The Breakdown of Ole Miss’ New Mascot
Yeah yeah, get over it. Admiral Ackbar didn’t happen. It’s a shame. Oxford could have become such a trap game that it would be so funny for teams in the SEC West. I won’t make any more puns on my own.
Because there’s the Ole Miss Mascot Selection Committee to do that for you.You’ll see. Trust me.
Anyway? There are 11 candidates for Ole Miss Mascot. And I will break them all down. Because it’s June. June is football slow time.
1) Hotty and Toddy
These two feel like a bad impression of Statler and Waldorf. After all, the plan is something along the lines of a pair of animals or “muppet-like” characters. As such? I say this mascot will be too lame to get a consensus. That being said, an adorable Milo and Otis puppy and kitty tag team is something I could get behind.
2) Rebel Black Bear
The safe choice. It’s not a muppet or a talisman. It’s historical, but not in a bold fashion. Committees don’t like bold. Also, Bears are totally more bad ass than elephants or tigers. If this isn’t the winner? I will be surprised.
3) Rebel Blues Musician
Fun fact: Robert Johnson was born in Haverford, Mississippi. His legend was that he took his guitar to the crossroad off the Dockery Plantation between Ruleville and Cleveland and sold his soul to play the blues.

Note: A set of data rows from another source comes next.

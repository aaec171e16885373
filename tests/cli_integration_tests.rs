//! CLI integration tests for the ncd-canopy tool.
//!
//! These run the compiled binary against small record files and check the
//! emitted CSV lines and exit status.

use anyhow::Result;
use flate2::read::GzDecoder;
use std::fs;
use std::io::Read;
use std::path::Path;
use std::process::{Command, Output};
use tempfile::tempdir;

fn binary() -> Command {
    Command::new(env!("CARGO_BIN_EXE_ncd-canopy"))
}

fn write_records(dir: &Path, lines: &[&str]) -> Result<std::path::PathBuf> {
    let path = dir.join("records.csv");
    fs::write(&path, lines.join("\n") + "\n")?;
    Ok(path)
}

/// Two identical records and one unrelated record, far apart under NCD.
const CLUSTER_RECORDS: &[&str] = &[
    "1,ACGTTGCAAGCTTGCAGGCATGCAAGCTTGGCACTGGCCGTCGTTTTACAACGTCGTGACTGGG",
    "2,ACGTTGCAAGCTTGCAGGCATGCAAGCTTGGCACTGGCCGTCGTTTTACAACGTCGTGACTGGG",
    "3,The quick brown fox jumps over the lazy dog while singing a tune.",
];

fn stdout_lines(output: &Output) -> Vec<String> {
    String::from_utf8_lossy(&output.stdout)
        .lines()
        .map(str::to_string)
        .collect()
}

/// Parse `canopyId,memberId` lines into (canopy, member) pairs.
fn parse_membership(lines: &[String]) -> Vec<(u32, u32)> {
    lines
        .iter()
        .map(|l| {
            let (c, m) = l.split_once(',').unwrap();
            (c.parse().unwrap(), m.parse().unwrap())
        })
        .collect()
}

#[test]
fn test_cli_canopy_groups_identical_records() -> Result<()> {
    let dir = tempdir()?;
    let records = write_records(dir.path(), CLUSTER_RECORDS)?;

    let output = binary()
        .args(["-s", records.to_str().unwrap(), "--seed", "42"])
        .output()?;
    assert!(
        output.status.success(),
        "stderr: {}",
        String::from_utf8_lossy(&output.stderr)
    );

    let membership = parse_membership(&stdout_lines(&output));
    assert_eq!(membership.len(), 3, "each record listed exactly once");

    let canopy_of = |id: u32| membership.iter().find(|(_, m)| *m == id).unwrap().0;
    assert_eq!(canopy_of(1), canopy_of(2));
    assert_ne!(canopy_of(1), canopy_of(3));

    let mut canopy_ids: Vec<u32> = membership.iter().map(|(c, _)| *c).collect();
    canopy_ids.dedup();
    assert_eq!(canopy_ids, vec![0, 1], "canopy ids sequential from 0");
    Ok(())
}

#[test]
fn test_cli_same_seed_same_output() -> Result<()> {
    let dir = tempdir()?;
    let records = write_records(
        dir.path(),
        &[
            "1,ACGTACGTACGTACGTACGT",
            "2,ACGTACGTACGTACGTACGA",
            "3,TTTTGGGGCCCCAAAATTTT",
            "4,GATTACAGATTACAGATTACA",
            "5,zzzzzzzzzzzzzzzzzzzz",
        ],
    )?;

    let run = || -> Result<Vec<u8>> {
        let out = binary()
            .args(["-s", records.to_str().unwrap(), "--seed", "9", "-j", "2"])
            .output()?;
        assert!(out.status.success());
        Ok(out.stdout)
    };
    assert_eq!(run()?, run()?);
    Ok(())
}

#[test]
fn test_cli_pairs_mode() -> Result<()> {
    let dir = tempdir()?;
    let records = write_records(dir.path(), CLUSTER_RECORDS)?;
    let pairs = dir.path().join("pairs.csv");
    fs::write(&pairs, "1,2\n1,3\n")?;

    let output = binary()
        .args([
            "-s",
            records.to_str().unwrap(),
            "-p",
            pairs.to_str().unwrap(),
        ])
        .output()?;
    assert!(output.status.success());

    let lines = stdout_lines(&output);
    assert_eq!(lines.len(), 2);
    assert!(lines[0].starts_with("1,2,"));
    assert!(lines[1].starts_with("1,3,"));

    let d12: f64 = lines[0].rsplit(',').next().unwrap().parse()?;
    let d13: f64 = lines[1].rsplit(',').next().unwrap().parse()?;
    assert!(d12 < d13, "identical pair should be closer: {} vs {}", d12, d13);
    Ok(())
}

#[test]
fn test_cli_pairs_streamed_in_input_order() -> Result<()> {
    let dir = tempdir()?;
    let lines: Vec<String> = (0..30).map(|i| format!("{},SEQ{:03}", i, i)).collect();
    let refs: Vec<&str> = lines.iter().map(String::as_str).collect();
    let records = write_records(dir.path(), &refs)?;

    // Enough pairs to span several batches and worker groups.
    let expected: Vec<(u32, u32)> = (0..10_000u32).map(|i| (i % 30, (i * 7 + 1) % 30)).collect();
    let pairs = dir.path().join("pairs.csv");
    let body: String = expected.iter().map(|(a, b)| format!("{},{}\n", a, b)).collect();
    fs::write(&pairs, body)?;
    let out_path = dir.path().join("distances.csv");

    let output = binary()
        .args([
            "-s",
            records.to_str().unwrap(),
            "-p",
            pairs.to_str().unwrap(),
            "-o",
            out_path.to_str().unwrap(),
            "-j",
            "2",
        ])
        .output()?;
    assert!(output.status.success());

    let text = fs::read_to_string(&out_path)?;
    let got: Vec<(u32, u32)> = text
        .lines()
        .map(|l| {
            let mut fields = l.split(',');
            let a = fields.next().unwrap().parse().unwrap();
            let b = fields.next().unwrap().parse().unwrap();
            (a, b)
        })
        .collect();
    assert_eq!(got, expected);
    Ok(())
}

#[test]
fn test_cli_unknown_pair_id_leaves_no_output_file() -> Result<()> {
    let dir = tempdir()?;
    let records = write_records(dir.path(), &["1,aaaa", "2,aaaa"])?;
    let pairs = dir.path().join("pairs.csv");
    fs::write(&pairs, "1,2\n2,77\n")?;
    let out_path = dir.path().join("distances.csv");

    let output = binary()
        .args([
            "-s",
            records.to_str().unwrap(),
            "-p",
            pairs.to_str().unwrap(),
            "-o",
            out_path.to_str().unwrap(),
        ])
        .output()?;
    assert!(!output.status.success());
    assert!(!out_path.exists());
    Ok(())
}

#[test]
fn test_cli_pairs_unknown_id_fails() -> Result<()> {
    let dir = tempdir()?;
    let records = write_records(dir.path(), &["1,aaaa", "2,aaaa"])?;
    let pairs = dir.path().join("pairs.csv");
    fs::write(&pairs, "1,99\n")?;

    let output = binary()
        .args([
            "-s",
            records.to_str().unwrap(),
            "-p",
            pairs.to_str().unwrap(),
        ])
        .output()?;
    assert!(!output.status.success());
    assert!(String::from_utf8_lossy(&output.stderr).contains("99"));
    assert!(output.stdout.is_empty());
    Ok(())
}

#[test]
fn test_cli_sample_two_gives_one_pair() -> Result<()> {
    let dir = tempdir()?;
    let records = write_records(
        dir.path(),
        &["1,aaaa", "2,bbbb", "3,cccc", "4,dddd", "5,eeee"],
    )?;

    let output = binary()
        .args(["-s", records.to_str().unwrap(), "--sample", "2", "--seed", "3"])
        .output()?;
    assert!(output.status.success());

    let lines = stdout_lines(&output);
    assert_eq!(lines.len(), 1);
    let fields: Vec<&str> = lines[0].split(',').collect();
    assert_eq!(fields.len(), 3);
    assert_ne!(fields[0], fields[1]);
    Ok(())
}

#[test]
fn test_cli_rejects_inverted_thresholds() -> Result<()> {
    let dir = tempdir()?;
    let records = write_records(dir.path(), &["1,aaaa"])?;

    let output = binary()
        .args(["-s", records.to_str().unwrap(), "--t1", "0.6", "--t2", "0.3"])
        .output()?;
    assert!(!output.status.success());
    assert!(output.stdout.is_empty());
    Ok(())
}

#[test]
fn test_cli_missing_sequence_file_fails() -> Result<()> {
    let dir = tempdir()?;
    let missing = dir.path().join("nope.csv");

    let output = binary().args(["-s", missing.to_str().unwrap()]).output()?;
    assert!(!output.status.success());
    assert!(String::from_utf8_lossy(&output.stderr).contains("nope.csv"));
    Ok(())
}

#[test]
fn test_cli_malformed_record_fails() -> Result<()> {
    let dir = tempdir()?;
    let records = write_records(dir.path(), &["1,aaaa", "not-a-record"])?;

    let output = binary().args(["-s", records.to_str().unwrap()]).output()?;
    assert!(!output.status.success());
    Ok(())
}

#[test]
fn test_cli_results_dir_and_gzip_output() -> Result<()> {
    let dir = tempdir()?;
    let records = write_records(dir.path(), CLUSTER_RECORDS)?;
    let results = dir.path().join("results");

    let output = binary()
        .args([
            "-s",
            records.to_str().unwrap(),
            "-r",
            results.to_str().unwrap(),
            "--seed",
            "1",
        ])
        .output()?;
    assert!(output.status.success());
    assert!(output.stdout.is_empty());
    let text = fs::read_to_string(results.join("canopies.csv"))?;
    assert_eq!(text.lines().count(), 3);

    let gz_path = dir.path().join("out").join("canopies.csv.gz");
    let output = binary()
        .args([
            "-s",
            records.to_str().unwrap(),
            "-o",
            gz_path.to_str().unwrap(),
            "--seed",
            "1",
        ])
        .output()?;
    assert!(output.status.success());
    let mut decoded = String::new();
    GzDecoder::new(fs::File::open(&gz_path)?).read_to_string(&mut decoded)?;
    assert_eq!(decoded, text);
    Ok(())
}

#[test]
fn test_cli_help_and_version() -> Result<()> {
    let help = binary().arg("--help").output()?;
    assert!(help.status.success());
    let text = String::from_utf8_lossy(&help.stdout);
    assert!(text.contains("--t1"));
    assert!(text.contains("--sample"));

    let version = binary().arg("--version").output()?;
    assert!(version.status.success());
    assert!(String::from_utf8_lossy(&version.stdout).contains(env!("CARGO_PKG_VERSION")));
    Ok(())
}
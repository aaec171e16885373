//! Core types used throughout the ncd-canopy library.

use std::collections::BTreeSet;
use std::fmt;
use std::str::FromStr;

/// Unique record identifier.
///
/// A plain value type: equality, ordering and hashing come from the wrapped
/// integer. Identical ids are the same id, no interning table is involved.
#[derive(Debug, Clone, Copy, PartialEq, Eq, PartialOrd, Ord, Hash)]
pub struct RecordId(u32);

impl RecordId {
    pub const fn new(value: u32) -> Self {
        RecordId(value)
    }

    pub const fn value(self) -> u32 {
        self.0
    }
}

impl From<u32> for RecordId {
    fn from(value: u32) -> Self {
        RecordId(value)
    }
}

impl fmt::Display for RecordId {
    fn fmt(&self, f: &mut fmt::Formatter<'_>) -> fmt::Result {
        write!(f, "{}", self.0)
    }
}

impl FromStr for RecordId {
    type Err = std::num::ParseIntError;

    fn from_str(s: &str) -> Result<Self, Self::Err> {
        s.parse::<u32>().map(RecordId)
    }
}

/// One NCD measurement between two records.
#[derive(Debug, Clone, PartialEq)]
pub struct DistanceObservation {
    pub a: RecordId,
    pub b: RecordId,
    /// Nominally in [0, 1]; small or dissimilar inputs may exceed 1 slightly.
    pub distance: f64,
}

/// A frozen canopy.
#[derive(Debug, Clone, PartialEq)]
pub struct Canopy {
    /// 0-based, assigned in creation order.
    pub id: u32,
    /// The record this canopy was built around.
    pub pivot: RecordId,
    /// Tight members (distance to pivot < t1), pivot included.
    pub members: BTreeSet<RecordId>,
    /// Records removed from the pool by this canopy (distance < t2) that did
    /// not make the tight set.
    pub fringe: BTreeSet<RecordId>,
}

impl Canopy {
    /// Number of records this canopy took out of the working pool.
    pub fn removed_count(&self) -> usize {
        self.members.len() + self.fringe.len()
    }
}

That’s one reason why I want this to happen. The second reason? It’s a complete repudiation of the Colonel Reb and the culture that it perpetuated. The third reason? It’s a celebration of the best of Mississippi.
And it will never ever happen.
4) Rebel the Cardinal
Celebrating the color red? Really? That’s west coast liberal stuff right there. Do you want to start comparing yourself to Stanford? Do you? I know you don’t. Moving on.
5) Rebel Fanatic
No. Do not want. The fraternity doucher in Muppet form just seems dumb to me. So yeah.
6) Rebel the Horse
A poor man’s bear scenario. Not bad. It would most definitely fire up a home crowd. It seems like it would be something that would finish in the upper third of the middle of the pack.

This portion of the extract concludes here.